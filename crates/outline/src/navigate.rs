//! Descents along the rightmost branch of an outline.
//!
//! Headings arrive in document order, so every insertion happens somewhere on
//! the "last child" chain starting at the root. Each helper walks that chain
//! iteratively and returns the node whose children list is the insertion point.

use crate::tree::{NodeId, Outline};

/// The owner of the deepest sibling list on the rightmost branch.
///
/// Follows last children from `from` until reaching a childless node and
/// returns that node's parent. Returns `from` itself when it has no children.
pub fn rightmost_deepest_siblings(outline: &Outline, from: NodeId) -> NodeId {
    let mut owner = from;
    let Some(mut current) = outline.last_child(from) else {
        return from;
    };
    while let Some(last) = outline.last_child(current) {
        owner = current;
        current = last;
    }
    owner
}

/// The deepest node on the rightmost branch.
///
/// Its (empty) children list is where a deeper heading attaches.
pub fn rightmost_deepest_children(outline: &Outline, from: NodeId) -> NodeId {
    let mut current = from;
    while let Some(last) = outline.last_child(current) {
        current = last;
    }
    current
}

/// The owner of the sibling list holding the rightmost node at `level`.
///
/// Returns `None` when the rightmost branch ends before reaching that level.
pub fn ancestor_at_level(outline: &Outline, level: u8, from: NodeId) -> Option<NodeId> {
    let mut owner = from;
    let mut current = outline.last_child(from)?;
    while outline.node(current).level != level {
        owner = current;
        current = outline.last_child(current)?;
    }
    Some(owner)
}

___

Exercise description => Looking at the data above, state how many of its lines contain the word "list", and give nothing but that number.

Written reply => 4